Prompt –
Report each line of the data below in which "CliResult" appears.

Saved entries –

------------

use std::fmt;

use pg_escape::quote_identifier;
use sqlx::{PgExecutor, Row};

/// Maximum length in bytes of a Postgres identifier (`NAMEDATALEN - 1`).
pub const MAX_IDENTIFIER_LENGTH: usize = 63;

/// Kind of schema-bound object moved by a schema swap.
#[derive(Debug, Clone, Copy, PartialEq, Eq)]
pub enum SchemaObjectKind {
    Table,
    View,
    EnumType,
}

impl SchemaObjectKind {
    /// Order in which objects are moved.
    pub const SWAP_ORDER: [SchemaObjectKind; 3] = [
        SchemaObjectKind::Table,
        SchemaObjectKind::View,
        SchemaObjectKind::EnumType,
    ];

    /// SQL keyword naming the object class in DDL.
    pub fn keyword(&self) -> &'static str {
        match self {
            SchemaObjectKind::Table => "table",
            SchemaObjectKind::View => "view",
            SchemaObjectKind::EnumType => "type",
        }
    }
}

impl fmt::Display for SchemaObjectKind {
    fn fmt(&self, f: &mut fmt::Formatter<'_>) -> fmt::Result {
        match self {
            SchemaObjectKind::Table => f.write_str("table"),
            SchemaObjectKind::View => f.write_str("view"),
            SchemaObjectKind::EnumType => f.write_str("enum type"),
        }
    }
}

/// Returns `true` when `name` is a plain, unquoted Postgres identifier.
///
/// Schema names are restricted to this form even though every statement quotes them.
pub fn is_plain_identifier(name: &str) -> bool {
    let mut chars = name.chars();
    let Some(first) = chars.next() else {
        return false;
    };

    name.len() <= MAX_IDENTIFIER_LENGTH
        && (first.is_ascii_alphabetic() || first == '_')
        && chars.all(|c| c.is_ascii_alphanumeric() || c == '_' || c == '$')
}

/// Builds `create schema if not exists`.
pub fn create_schema_statement(schema: &str) -> String {
    format!("create schema if not exists {}", quote_identifier(schema))
}

/// Builds the statement dropping a same-named object in `schema`, cascading to dependents.
pub fn drop_object_statement(kind: SchemaObjectKind, schema: &str, name: &str) -> String {
    format!(
        "drop {} if exists {}.{} cascade",
        kind.keyword(),
        quote_identifier(schema),
        quote_identifier(name)
    )
}

/// Builds the statement moving `source.name` into `destination`.
pub fn set_schema_statement(
    kind: SchemaObjectKind,
    source: &str,
    name: &str,
    destination: &str,
) -> String {
    format!(
        "alter {} {}.{} set schema {}",
        kind.keyword(),
        quote_identifier(source),
        quote_identifier(name),
        quote_identifier(destination)
    )
}

/// Lists the names of objects of `kind` in `schema` owned by `owner`, sorted by name.
pub async fn list_owned_objects<'c, E>(
    executor: E,
    kind: SchemaObjectKind,
    schema: &str,
    owner: &str,
) -> Result<Vec<String>, sqlx::Error>
where
    E: PgExecutor<'c>,
{
    let query = match kind {
        SchemaObjectKind::Table => {
            r#"
            select tablename::text as name
            from pg_catalog.pg_tables
            where schemaname = $1 and tableowner = $2
            order by tablename
            "#
        }
        SchemaObjectKind::View => {
            r#"
            select viewname::text as name
            from pg_catalog.pg_views
            where schemaname = $1 and viewowner = $2
            order by viewname
            "#
        }
        SchemaObjectKind::EnumType => {
            r#"
            select t.typname::text as name
            from pg_catalog.pg_type t
            join pg_catalog.pg_namespace n on n.oid = t.typnamespace
            where t.typcategory = 'E'
              and n.nspname = $1
              and pg_catalog.pg_get_userbyid(t.typowner) = $2
            order by t.typname
            "#
        }
    };

    let rows = sqlx::query(query)
        .bind(schema)
        .bind(owner)
        .fetch_all(executor)
        .await?;

    rows.iter()
        .map(|row| row.try_get::<String, _>("name"))
        .collect()
}

/// Counts the tables in `schema`, regardless of owner.
pub async fn count_tables<'c, E>(executor: E, schema: &str) -> Result<i64, sqlx::Error>
where
    E: PgExecutor<'c>,
{
    let row = sqlx::query(
        r#"
        select count(*) as table_count
        from pg_catalog.pg_tables
        where schemaname = $1
        "#,
    )
    .bind(schema)
    .fetch_one(executor)
    .await?;

    row.try_get("table_count")
}
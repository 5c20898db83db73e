use config::load_config;
use config::shared::{BackupRestoreConfig, CoordinationStoreConfig, ValidationError};

use crate::error::{CliError, CliResult};

/// Loads the configuration from `BR_CONFIGURATION_DIR` and the environment and validates it.
pub fn load_backup_restore_config() -> CliResult<BackupRestoreConfig> {
    let config = load_config::<BackupRestoreConfig>().map_err(CliError::config)?;
    config.validate().map_err(CliError::config)?;
    ensure_shared_coordination(&config)?;

    Ok(config)
}

/// Rejects coordination stores that other processes cannot see.
///
/// The flags `brctl` reads and writes belong to the services, so a process-local store
/// would make every command act on an empty state.
pub fn ensure_shared_coordination(config: &BackupRestoreConfig) -> CliResult<()> {
    match config.coordination {
        CoordinationStoreConfig::Memory => Err(process_local_store_error()),
        CoordinationStoreConfig::Redis(_) => Ok(()),
    }
}

pub fn process_local_store_error() -> CliError {
    CliError::config(ValidationError::InvalidFieldValue {
        field: "coordination.type".to_string(),
        constraint: "brctl needs a shared store, use `redis`".to_string(),
    })
}

#[cfg(test)]
mod tests {
    use super::*;

    fn config_with(coordination: &str) -> BackupRestoreConfig {
        serde_json::from_str(&format!(
            r#"{{
                "tenant_id": "default",
                "database": {{
                    "host": "localhost",
                    "port": 5432,
                    "name": "app",
                    "username": "app_user"
                }},
                "coordination": {coordination}
            }}"#
        ))
        .unwrap()
    }

    #[test]
    fn memory_coordination_is_rejected() {
        let err = ensure_shared_coordination(&config_with(r#"{"type": "memory"}"#)).unwrap_err();

        assert_eq!(err.category(), "configuration error");
        assert!(err.to_string().contains("coordination.type"));
    }

    #[test]
    fn redis_coordination_is_accepted() {
        let config = config_with(r#"{"type": "redis", "host": "redis.internal"}"#);

        assert!(ensure_shared_coordination(&config).is_ok());
    }
}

------------

Answer for this exercise –
use crate::error::{CliError, CliResult};
pub fn load_backup_restore_config() -> CliResult<BackupRestoreConfig> {
pub fn ensure_shared_coordination(config: &BackupRestoreConfig) -> CliResult<()> {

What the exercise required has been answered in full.